As a taxpayer we are bankrolling this extravagance. Is it even necessary? Shouldn't we at least be asked for our opinion about how to spend our money? Its worth remembering that TVNZ wanted to go digital six years ago and the Labour government put a kibosh on the plan. Apparently the reason then was that the massive tax spend was upwards of $217 million and it was feared that the network would be 'distracted' from its role as a public broadcaster. So, what's changed?
The answer and I'm only guessing here, is that the recent move towards greater internet speeds by unbundling Telecom has emboldened this government which now wants a few more infrastructural trophies to gloat about. Besides, it might just take our minds off the other obviously low infrastructural priorities like energy generation on which to grow our economy. Clearly this government considers it a much better spend if it upgraded the broadcasting services on which its propaganda relies.
Look, no one can reasonably argue that digital shouldn't be the future of broadcasting. There are a lot of plusses: better reception quality, more viewing options and, in the long run cheaper. It's easy to see why the free to air broadcasters want it but the real question is why the taxpayer should subsidize it. After all, nobody gave Sky financial assistance did they? Now after huge investment it's turning a profit by providing a service customers are willing to pay for. That isn't the case for public broadcasters who rely on the generosity of the government to spend our money. But I suppose that's par for the course with an administration that sees itself as flawless.
The sad thing is that Helen Clark believes in her infallibility. She thinks she knows what the country needs, what her subjects need, and especially, what her government needs - she just needs more of our money to fund it. She's encouraged to believe in her re-making of New Zealand in her own image by a caucus dominated by fawners and sycophants (Well, except those waiting for another of Phil Goff's barbeque invitations but that’s another story). I've heard that on at least one occasion our PM stunned some of her colleagues by admitting to at least one mistake: she once thought she was wrong when she wasn't.
And like listening to a Labour party announcement, most free to air programs give us an appreciation of what it's like to be in a coma with a swag of reality shows for those who don't actually like reality.

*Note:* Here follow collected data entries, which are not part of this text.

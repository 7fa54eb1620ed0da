//! Semantic version type for schema versions.
//!
//! Versions are dotted numeric tuples with an optional `-qualifier`, e.g. `1.2`,
//! `1.2.3` or `2.0.0-rc1`. Artifact filenames use `_` as the separator
//! (`1_2_3`), which is normalized to `.` before parsing.

use std::cmp::Ordering;
use std::fmt;
use std::hash::{Hash, Hasher};
use std::str::FromStr;

use serde::{Deserialize, Serialize};
use thiserror::Error;

/// Filename prefix that marks the baseline (version zero) artifact.
pub const BASELINE_PREFIX: &str = "baseline";

/// Errors produced when a version string cannot be parsed.
#[derive(Debug, Clone, PartialEq, Eq, Error)]
pub enum VersionParseError {
    /// The input was empty or whitespace only.
    #[error("Version string is empty")]
    Empty,

    /// One of the dotted components is not a non-negative integer.
    #[error("Invalid version component '{component}' in '{input}'")]
    InvalidComponent { input: String, component: String },

    /// The `-qualifier` suffix is empty or contains unsupported characters.
    #[error("Invalid version qualifier in '{0}'")]
    InvalidQualifier(String),
}

/// A comparable schema version.
///
/// Comparison is component-wise and numeric. Missing trailing components count
/// as zero, so `1.0` and `1.0.0` are equal and hash identically. A version with
/// a qualifier sorts before the same version without one (`1.0.0-rc1 < 1.0.0`);
/// two qualifiers compare lexicographically.
#[derive(Debug, Clone, Serialize, Deserialize)]
#[serde(try_from = "String", into = "String")]
pub struct SemanticVersion {
    components: Vec<u64>,
    qualifier: Option<String>,
}

impl SemanticVersion {
    /// The baseline sentinel used when no version has ever been deployed.
    pub fn zero() -> Self {
        Self {
            components: vec![0],
            qualifier: None,
        }
    }

    /// Parse a dotted or underscored version string.
    ///
    /// A single leading `v` is accepted (`v1.2` parses as `1.2`).
    pub fn parse(input: &str) -> Result<Self, VersionParseError> {
        let trimmed = input.trim();
        if trimmed.is_empty() {
            return Err(VersionParseError::Empty);
        }

        let normalized = trimmed.replace('_', ".");
        let unprefixed = normalized
            .strip_prefix('v')
            .or_else(|| normalized.strip_prefix('V'))
            .unwrap_or(&normalized);

        let (numeric, qualifier) = match unprefixed.split_once('-') {
            Some((numeric, qualifier)) => {
                let valid = !qualifier.is_empty()
                    && qualifier
                        .chars()
                        .all(|c| c.is_ascii_alphanumeric() || c == '.');
                if !valid {
                    return Err(VersionParseError::InvalidQualifier(input.to_string()));
                }
                (numeric, Some(qualifier.to_string()))
            }
            None => (unprefixed, None),
        };

        let components = numeric
            .split('.')
            .map(|component| {
                if component.is_empty() || !component.chars().all(|c| c.is_ascii_digit()) {
                    return Err(VersionParseError::InvalidComponent {
                        input: input.to_string(),
                        component: component.to_string(),
                    });
                }
                component
                    .parse::<u64>()
                    .map_err(|_| VersionParseError::InvalidComponent {
                        input: input.to_string(),
                        component: component.to_string(),
                    })
            })
            .collect::<Result<Vec<_>, _>>()?;

        Ok(Self {
            components,
            qualifier,
        })
    }

    /// Derive the version of a schema artifact from its file stem.
    ///
    /// Stems starting with `baseline` always map to [`SemanticVersion::zero`];
    /// anything else is parsed with `_` treated as the component separator.
    pub fn from_artifact_stem(stem: &str) -> Result<Self, VersionParseError> {
        if stem.starts_with(BASELINE_PREFIX) {
            return Ok(Self::zero());
        }
        Self::parse(stem)
    }

    /// Numeric components as parsed.
    pub fn components(&self) -> &[u64] {
        &self.components
    }

    /// Optional pre-release qualifier.
    pub fn qualifier(&self) -> Option<&str> {
        self.qualifier.as_deref()
    }

    /// Whether this is the baseline sentinel (all components zero, no qualifier).
    pub fn is_zero(&self) -> bool {
        self.qualifier.is_none() && self.significant_components().is_empty()
    }

    /// Strict `self > other` under the total order.
    pub fn is_greater_than(&self, other: &SemanticVersion) -> bool {
        self > other
    }

    /// Components with trailing zeros removed, used for hashing.
    fn significant_components(&self) -> &[u64] {
        let end = self
            .components
            .iter()
            .rposition(|c| *c != 0)
            .map_or(0, |i| i + 1);
        &self.components[..end]
    }
}

impl Ord for SemanticVersion {
    fn cmp(&self, other: &Self) -> Ordering {
        let len = self.components.len().max(other.components.len());
        for i in 0..len {
            let left = self.components.get(i).copied().unwrap_or(0);
            let right = other.components.get(i).copied().unwrap_or(0);
            match left.cmp(&right) {
                Ordering::Equal => continue,
                unequal => return unequal,
            }
        }

        match (&self.qualifier, &other.qualifier) {
            (None, None) => Ordering::Equal,
            (Some(_), None) => Ordering::Less,
            (None, Some(_)) => Ordering::Greater,
            (Some(left), Some(right)) => left.cmp(right),
        }
    }
}

impl PartialOrd for SemanticVersion {
    fn partial_cmp(&self, other: &Self) -> Option<Ordering> {
        Some(self.cmp(other))
    }
}

impl PartialEq for SemanticVersion {
    fn eq(&self, other: &Self) -> bool {
        self.cmp(other) == Ordering::Equal
    }
}

impl Eq for SemanticVersion {}

impl Hash for SemanticVersion {
    fn hash<H: Hasher>(&self, state: &mut H) {
        self.significant_components().hash(state);
        self.qualifier.hash(state);
    }
}

impl fmt::Display for SemanticVersion {
    fn fmt(&self, f: &mut fmt::Formatter<'_>) -> fmt::Result {
        let numeric = self
            .components
            .iter()
            .map(|c| c.to_string())
            .collect::<Vec<_>>()
            .join(".");
        match &self.qualifier {
            Some(qualifier) => write!(f, "{}-{}", numeric, qualifier),
            None => write!(f, "{}", numeric),
        }
    }
}

impl FromStr for SemanticVersion {
    type Err = VersionParseError;

    fn from_str(s: &str) -> Result<Self, Self::Err> {
        Self::parse(s)
    }
}

impl TryFrom<String> for SemanticVersion {
    type Error = VersionParseError;

    fn try_from(value: String) -> Result<Self, Self::Error> {
        Self::parse(&value)
    }
}

impl From<SemanticVersion> for String {
    fn from(version: SemanticVersion) -> Self {
        version.to_string()
    }
}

Free to air isn't free. Consider TVNZ: it's not only subsidized, but constrained by a charter dreamt up by political know-it-alls who hate popular [= profitable] culture. That’s why it cannot stand on its own financial legs. At least those of us who watch Sky freely choose to pay for what we get. And, in turn, Sky must listen to what we, the customer, wants or dies.
Can West, the only other real competitor in the broadcasting industry, will at least dip into its own shareholder funds to help defray the costs. The same cannot be said for Maori TV, Radio NZ, and TVNZ. They all rely on compulsory donations by the taxpayer who may or may not choose to watch and listen to any of them. In the end the real price will be paid by the public with more channels from which to choose their daily dose of advertising.